По дороге в лес они оба молчали – и Максим, и Фиона. Оба они волновались и не решались заговорить друг с другом. Максим шел, Фиона сидела у него не плече, одной ручкой придерживаясь за его шею, другой – перебирая рыжую прядь своих длинных волос.

Впереди них летел белый голубь, не улетел он и когда они уже зашли в лес.

Наконец, на одной из полянок, он опустился на пенек и сложил крылья.

– Мы пришли, – сказала Фиона шепотом.

Максим замер, затем опустился на колени на зеленый мох и подставил Фионе ладонь, помогая ей сойти на землю.

Из-за зарослей величественно вышел старый лесной король, одетый в плащ желто-зеленых цветов, и остановился подле путников, сложа руки на своей груди, по которой струилась длинная седая борода.

Максим робко отвесил ему поклон.

– Приветствую вас, король Митон, правитель Левобережного леса. Смею вам донести, что я люблю вашу дочь всем сердцем и прошу у вас позволения, чтобы она осталась со мной.

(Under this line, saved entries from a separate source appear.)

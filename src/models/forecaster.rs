use ndarray::{s, Array1, Array2, ArrayView2, ArrayView3, Axis};
use rand::Rng;

use crate::error::{ForecastError, Result};
use crate::layers::linear::{LinearGradients, LinearLayer};
use crate::layers::lstm_cell::LSTMCellGradients;
use crate::loss::LossFunction;
use crate::models::lstm_network::LSTMNetwork;
use crate::optimizers::Optimizer;

/// Gradients for every trainable parameter of a forecaster
#[derive(Clone, Debug)]
pub struct ForecasterGradients {
    pub layers: Vec<LSTMCellGradients>,
    pub head: LinearGradients,
}

impl ForecasterGradients {
    /// Clip each gradient matrix to `max_norm` (Frobenius norm)
    pub fn clip(&mut self, max_norm: f64) {
        for layer in &mut self.layers {
            for matrix in layer.matrices_mut() {
                clip_matrix(matrix, max_norm);
            }
        }
        clip_matrix(&mut self.head.weight, max_norm);
        clip_matrix(&mut self.head.bias, max_norm);
    }
}

fn clip_matrix(matrix: &mut Array2<f64>, max_norm: f64) {
    let norm = matrix.iter().map(|x| x * x).sum::<f64>().sqrt();
    if norm > max_norm {
        let scale = max_norm / norm;
        matrix.mapv_inplace(|x| x * scale);
    }
}

/// Next-value regressor: stacked LSTM layers read a window, a dense layer
/// maps the top layer's last hidden state to the prediction.
#[derive(Clone, Debug)]
pub struct LSTMForecaster {
    pub network: LSTMNetwork,
    pub head: LinearLayer,
}

impl LSTMForecaster {
    pub fn new<R: Rng + ?Sized>(
        input_size: usize,
        hidden_size: usize,
        num_layers: usize,
        output_size: usize,
        rng: &mut R,
    ) -> Self {
        let network = LSTMNetwork::new(input_size, hidden_size, num_layers, rng);
        let head = LinearLayer::new(hidden_size, output_size, rng);
        LSTMForecaster { network, head }
    }

    /// Assembles a forecaster from a trained network and head
    pub fn from_parts(network: LSTMNetwork, head: LinearLayer) -> Result<Self> {
        if head.input_size != network.hidden_size || head.bias.dim() != (head.output_size, 1) {
            return Err(ForecastError::ShapeMismatch {
                expected: format!("dense layer reading {} hidden units", network.hidden_size),
                actual: format!("weight {:?}, bias {:?}", head.weight.shape(), head.bias.shape()),
            });
        }
        Ok(LSTMForecaster { network, head })
    }

    pub fn input_size(&self) -> usize {
        self.network.input_size
    }

    pub fn output_size(&self) -> usize {
        self.head.output_size
    }

    pub fn num_parameters(&self) -> usize {
        self.network.num_parameters() + self.head.num_parameters()
    }

    /// Predicts one output row per window; `inputs` is (windows, steps, features)
    pub fn predict(&self, inputs: ArrayView3<f64>) -> Result<Array2<f64>> {
        self.check_features(inputs.len_of(Axis(2)))?;
        check_steps(inputs.len_of(Axis(1)))?;
        if inputs.len_of(Axis(0)) == 0 {
            return Ok(Array2::zeros((0, self.output_size())));
        }

        let steps = to_steps(inputs);
        let hidden = self.network.forward_sequence(&steps);
        Ok(self.head.forward(&hidden).reversed_axes())
    }

    /// Predicts the value following a single (steps, features) window
    pub fn forecast_next(&self, window: ArrayView2<f64>) -> Result<Array1<f64>> {
        let batch = window.insert_axis(Axis(0));
        let prediction = self.predict(batch)?;
        Ok(prediction.row(0).to_owned())
    }

    /// Loss and parameter gradients for one mini-batch
    ///
    /// `inputs` is (batch, steps, features), `targets` is (batch, outputs).
    pub fn compute_gradients<L: LossFunction + ?Sized>(
        &self,
        inputs: ArrayView3<f64>,
        targets: ArrayView2<f64>,
        loss_function: &L,
    ) -> Result<(f64, ForecasterGradients)> {
        self.check_features(inputs.len_of(Axis(2)))?;
        check_steps(inputs.len_of(Axis(1)))?;
        let batch_size = inputs.len_of(Axis(0));
        if targets.dim() != (batch_size, self.output_size()) {
            return Err(ForecastError::ShapeMismatch {
                expected: format!("targets ({}, {})", batch_size, self.output_size()),
                actual: format!("targets {:?}", targets.shape()),
            });
        }

        let steps = to_steps(inputs);
        let (hidden, cache) = self.network.forward_sequence_with_cache(&steps);
        let predictions = self.head.forward(&hidden);
        let targets = targets.t().to_owned();

        let loss = loss_function.compute_loss(&predictions, &targets);
        let d_predictions = loss_function.compute_gradient(&predictions, &targets);

        let (head, d_hidden) = self.head.backward(&hidden, &d_predictions);
        let layers = self.network.backward_sequence(&d_hidden, &cache);

        Ok((loss, ForecasterGradients { layers, head }))
    }

    /// Applies gradients with the given optimizer
    pub fn apply_gradients<O: Optimizer + ?Sized>(&mut self, gradients: &ForecasterGradients, optimizer: &mut O) {
        self.network.update_parameters(&gradients.layers, optimizer);
        self.head.update_parameters(&gradients.head, optimizer, "dense");
    }

    fn check_features(&self, features: usize) -> Result<()> {
        if features != self.input_size() {
            return Err(ForecastError::ShapeMismatch {
                expected: format!("{} input features", self.input_size()),
                actual: format!("{} input features", features),
            });
        }
        Ok(())
    }
}

fn check_steps(steps: usize) -> Result<()> {
    if steps == 0 {
        return Err(ForecastError::InsufficientData("windows must have at least one step".to_string()));
    }
    Ok(())
}

/// Splits (batch, steps, features) into per-step (features, batch) matrices
fn to_steps(inputs: ArrayView3<f64>) -> Vec<Array2<f64>> {
    (0..inputs.len_of(Axis(1)))
        .map(|t| inputs.slice(s![.., t, ..]).t().to_owned())
        .collect()
}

Король молчал, лишь молча взирал на человека снизу вверх, а потом обратил свой взгляд на Фиону.

– Это правда, отец, – произнесла девушка, – Я тоже люблю этого человека. Я виновата, что сбежала от вас и что нарушила свой обет выйти замуж за принца Марка, но я не могу иначе. Мы с Максимом любим друг друга и хотим провести вместе всю оставшуюся жизнь.

В лесу на мгновенье стало совсем тихо. Стихли все дуновения маленьких ветерков, замолкли птицы и перестали шуршать зеленые травинки. Белый голубь тоже сидел неподвижно. Все ждали, что ответит на это старый король.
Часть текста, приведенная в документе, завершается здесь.